== What needs to be done ==
Find the line in the entries below that contains "Ok(change) => sample.weekly_change_pct". Repeat it exactly, and every line after it through the line that contains "rate limited during".

Records to use START

//! Market data refresh service.
//!
//! # Architecture
//!
//! ```text
//! MarketDataService
//!       │
//!       ├─► RateGovernor (call budget for the quota-constrained provider)
//!       ├─► QuoteProvider (equities, then crypto)
//!       └─► InstrumentStore (find + merge + upsert per symbol)
//! ```
//!
//! A cycle walks the equity universe and then the crypto universe, one
//! symbol at a time. Failures are isolated per symbol, store failures
//! included; only a provider backing off (or the budget running dry) ends a
//! phase early, and nothing short of a panic ends the cycle.

use futures::FutureExt;
use log::{debug, error, info, warn};
use std::any::Any;
use std::fmt;
use std::panic::AssertUnwindSafe;
use std::sync::atomic::{AtomicU8, Ordering};
use std::sync::Arc;
use std::time::{Duration, Instant};

use marketsync_market_data::{FailureScope, QuoteProvider, QuoteSample, RateGovernor};

use super::config::RefreshConfig;
use crate::errors::Result;
use crate::instruments::{
    Instrument, InstrumentStore, UniverseEntry, CRYPTO_UNIVERSE, EQUITY_UNIVERSE,
};

const STATE_IDLE: u8 = 0;
const STATE_EQUITY: u8 = 1;
const STATE_CRYPTO: u8 = 2;

/// The two legs of a refresh cycle, in execution order.
#[derive(Debug, Clone, Copy, PartialEq, Eq)]
pub enum RefreshPhase {
    Equity,
    Crypto,
}

impl RefreshPhase {
    fn as_raw(self) -> u8 {
        match self {
            RefreshPhase::Equity => STATE_EQUITY,
            RefreshPhase::Crypto => STATE_CRYPTO,
        }
    }
}

impl fmt::Display for RefreshPhase {
    fn fmt(&self, f: &mut fmt::Formatter<'_>) -> fmt::Result {
        match self {
            RefreshPhase::Equity => f.write_str("equity"),
            RefreshPhase::Crypto => f.write_str("crypto"),
        }
    }
}

/// What the engine is doing right now. There is no failed state: every
/// cycle ends in `Idle`.
#[derive(Debug, Clone, Copy, PartialEq, Eq)]
pub enum RefreshState {
    Idle,
    Running(RefreshPhase),
}

impl RefreshState {
    fn from_raw(raw: u8) -> Self {
        match raw {
            STATE_EQUITY => RefreshState::Running(RefreshPhase::Equity),
            STATE_CRYPTO => RefreshState::Running(RefreshPhase::Crypto),
            _ => RefreshState::Idle,
        }
    }
}

/// Counts for one phase of a cycle.
#[derive(Debug, Clone, Default, PartialEq, Eq)]
pub struct PhaseReport {
    /// Symbols a quote fetch was issued for.
    pub attempted: usize,
    /// Symbols whose record was written. A failed store write leaves a
    /// symbol attempted but not succeeded.
    pub succeeded: usize,
    /// The phase stopped early because the provider's budget ran out or the
    /// provider asked us to back off.
    pub quota_exhausted: bool,
}

#[derive(Debug, Clone, PartialEq, Eq)]
pub struct CycleReport {
    pub equity: PhaseReport,
    pub crypto: PhaseReport,
    pub elapsed: Duration,
}

/// Result of a call to [`MarketDataService::refresh_market_data`].
#[derive(Debug, Clone, PartialEq, Eq)]
pub enum RefreshOutcome {
    /// The cycle ran both phases.
    Completed(CycleReport),
    /// Another cycle was already running; this trigger was dropped.
    SkippedBusy,
    /// The cycle panicked and was abandoned.
    Aborted,
}

/// Holds the single-flight flag for the duration of a cycle and resets it
/// to idle on drop, including when the cycle unwinds.
struct CycleGuard<'a> {
    state: &'a AtomicU8,
}

impl<'a> CycleGuard<'a> {
    fn try_begin(state: &'a AtomicU8) -> Option<Self> {
        state
            .compare_exchange(STATE_IDLE, STATE_EQUITY, Ordering::AcqRel, Ordering::Acquire)
            .ok()
            .map(|_| Self { state })
    }

    fn enter(&self, phase: RefreshPhase) {
        self.state.store(phase.as_raw(), Ordering::Release);
    }
}

impl Drop for CycleGuard<'_> {
    fn drop(&mut self) {
        self.state.store(STATE_IDLE, Ordering::Release);
    }
}

/// Orchestrates refresh cycles and serves the stored snapshots.
pub struct MarketDataService {
    store: Arc<dyn InstrumentStore>,
    equity_provider: Arc<dyn QuoteProvider>,
    crypto_provider: Arc<dyn QuoteProvider>,
    governor: RateGovernor,
    config: RefreshConfig,
    equities: Vec<UniverseEntry>,
    cryptos: Vec<UniverseEntry>,
    state: AtomicU8,
}

impl MarketDataService {
    pub fn new(
        config: RefreshConfig,
        store: Arc<dyn InstrumentStore>,
        equity_provider: Arc<dyn QuoteProvider>,
        crypto_provider: Arc<dyn QuoteProvider>,
    ) -> Self {
        let governor = RateGovernor::new(config.governor_config());
        Self {
            store,
            equity_provider,
            crypto_provider,
            governor,
            config,
            equities: EQUITY_UNIVERSE.to_vec(),
            cryptos: CRYPTO_UNIVERSE.to_vec(),
            state: AtomicU8::new(STATE_IDLE),
        }
    }

    /// Replace the equity provider's governor, e.g. one driven by a manual clock.
    pub fn with_governor(mut self, governor: RateGovernor) -> Self {
        self.governor = governor;
        self
    }

    /// Refresh a different set of instruments than the built-in tables.
    pub fn with_universe(mut self, equities: Vec<UniverseEntry>, cryptos: Vec<UniverseEntry>) -> Self {
        self.equities = equities;
        self.cryptos = cryptos;
        self
    }

    pub fn config(&self) -> &RefreshConfig {
        &self.config
    }

    pub fn governor(&self) -> &RateGovernor {
        &self.governor
    }

    pub fn get_all_instruments(&self) -> Result<Vec<Instrument>> {
        self.store.find_all()
    }

    pub fn get_instrument_by_symbol(&self, symbol: &str) -> Result<Option<Instrument>> {
        self.store.find_by_symbol(symbol)
    }

    pub fn refresh_state(&self) -> RefreshState {
        RefreshState::from_raw(self.state.load(Ordering::Acquire))
    }

    /// Run one refresh cycle unless one is already in flight.
    ///
    /// Never returns an error: per-symbol failures, store failures included,
    /// are logged and skipped, and a panic abandons the cycle. In every case the
    /// engine is idle again when this returns.
    pub async fn refresh_market_data(&self) -> RefreshOutcome {
        let Some(guard) = CycleGuard::try_begin(&self.state) else {
            info!("Market data refresh already in progress, skipping this trigger");
            return RefreshOutcome::SkippedBusy;
        };

        info!("Starting market data refresh");

        let outcome = match AssertUnwindSafe(self.run_cycle(&guard))
            .catch_unwind()
            .await
        {
            Ok(report) => {
                info!(
                    "Market data refresh completed in {:?}: equities {}/{} updated, crypto {}/{} updated",
                    report.elapsed,
                    report.equity.succeeded,
                    report.equity.attempted,
                    report.crypto.succeeded,
                    report.crypto.attempted
                );
                RefreshOutcome::Completed(report)
            }
            Err(panic) => {
                error!(
                    "Market data refresh aborted by panic: {}",
                    panic_message(panic.as_ref())
                );
                RefreshOutcome::Aborted
            }
        };

        drop(guard);
        outcome
    }

    async fn run_cycle(&self, guard: &CycleGuard<'_>) -> CycleReport {
        let started = Instant::now();

        let equity = self
            .run_phase(
                RefreshPhase::Equity,
                self.equity_provider.as_ref(),
                &self.equities,
                self.config.equity_call_delay,
            )
            .await;
        info!(
            "Equity refresh finished: {}/{} updated{}",
            equity.succeeded,
            equity.attempted,
            if equity.quota_exhausted {
                " (stopped early: rate limit)"
            } else {
                ""
            }
        );

        guard.enter(RefreshPhase::Crypto);
        let crypto = self
            .run_phase(
                RefreshPhase::Crypto,
                self.crypto_provider.as_ref(),
                &self.cryptos,
                self.config.crypto_call_delay,
            )
            .await;
        info!(
            "Crypto refresh finished: {}/{} updated",
            crypto.succeeded, crypto.attempted
        );

        CycleReport {
            equity,
            crypto,
            elapsed: started.elapsed(),
        }
    }

    /// Walk one universe in order against one provider.
    ///
    /// Quota-constrained providers spend one governor call per request and a
    /// `RateLimited` signal from them ends the phase. For other providers it
    /// only skips the symbol.
    async fn run_phase(
        &self,
        phase: RefreshPhase,
        provider: &dyn QuoteProvider,
        entries: &[UniverseEntry],
        call_delay: Duration,
    ) -> PhaseReport {
        let caps = provider.capabilities();
        let mut report = PhaseReport::default();

        for (index, entry) in entries.iter().enumerate() {
            if index > 0 {
                tokio::time::sleep(call_delay).await;
            }

            if caps.quota_constrained && !self.governor.try_acquire() {
                warn!(
                    "{} call budget exhausted ({} per window), skipping remaining {} symbols from {}",
                    provider.id(),
                    self.governor.quota(),
                    phase,
                    entry.symbol
                );
                report.quota_exhausted = true;
                break;
            }

            report.attempted += 1;
            let mut sample = match provider.fetch_quote(entry.provider_symbol).await {
                Ok(sample) => sample,
                Err(e) if caps.quota_constrained && e.scope() == FailureScope::Provider => {
                    warn!(
                        "{} rate limited at {}, aborting {} phase: {}",
                        provider.id(),
                        entry.symbol,
                        phase,
                        e
                    );
                    report.quota_exhausted = true;
                    break;
                }
                Err(e) => {
                    warn!(
                        "Skipping {} ({}) this cycle: {}",
                        entry.symbol, entry.provider_symbol, e
                    );
                    continue;
                }
            };

            let mut backed_off = false;
            if !caps.includes_weekly_change {
                if caps.quota_constrained && !self.governor.try_acquire() {
                    debug!(
                        "Call budget exhausted, keeping previous weekly change for {}",
                        entry.symbol
                    );
                } else {
                    match provider.fetch_weekly_change(entry.provider_symbol).await {
                        Ok(change) => sample.weekly_change_pct = Some(change),
                        Err(e) if caps.quota_constrained && e.scope() == FailureScope::Provider => {
                            warn!(
                                "{} rate limited during weekly fetch for {}: {}",
                                provider.id(),
                                entry.symbol,
                                e
                            );
                            backed_off = true;
                        }
                        Err(e) => {
                            warn!("Weekly change unavailable for {}: {}", entry.symbol, e);
                        }
                    }
                }
            }

            match self.apply_sample(entry, &sample).await {
                Ok(_) => report.succeeded += 1,
                Err(e) => error!("Failed to save {} this cycle: {}", entry.symbol, e),
            }

            if backed_off {
                report.quota_exhausted = true;
                break;
            }
        }

        report
    }

    /// Merge a sample into the stored record (or create one) and write it back.
    async fn apply_sample(&self, entry: &UniverseEntry, sample: &QuoteSample) -> Result<Instrument> {
        let instrument = match self.store.find_by_symbol(entry.symbol)? {
            Some(mut existing) => {
                existing.apply_sample(sample);
                existing
            }
            None => {
                debug!("Creating new instrument record for {}", entry.symbol);
                Instrument::from_sample(entry.symbol, entry.asset_class, entry.name(), sample)
            }
        };

        let saved = self.store.upsert(instrument).await?;
        info!(
            "Updated {} {}: price={} daily={} weekly={}",
            saved.asset_class,
            saved.symbol,
            saved.current_price,
            display_pct(saved.daily_change_pct),
            display_pct(saved.weekly_change_pct)
        );
        Ok(saved)
    }
}

fn display_pct(value: Option<rust_decimal::Decimal>) -> String {
    value
        .map(|v| format!("{}%", v))
        .unwrap_or_else(|| "n/a".to_string())
}

fn panic_message(payload: &(dyn Any + Send)) -> String {
    if let Some(s) = payload.downcast_ref::<&str>() {
        (*s).to_string()
    } else if let Some(s) = payload.downcast_ref::<String>() {
        s.clone()
    } else {
        "unknown panic".to_string()
    }
}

Records to use END

== Answer section ==
                        Ok(change) => sample.weekly_change_pct = Some(change),
                        Err(e) if caps.quota_constrained && e.scope() == FailureScope::Provider => {
                            warn!(
                                "{} rate limited during weekly fetch for {}: {}",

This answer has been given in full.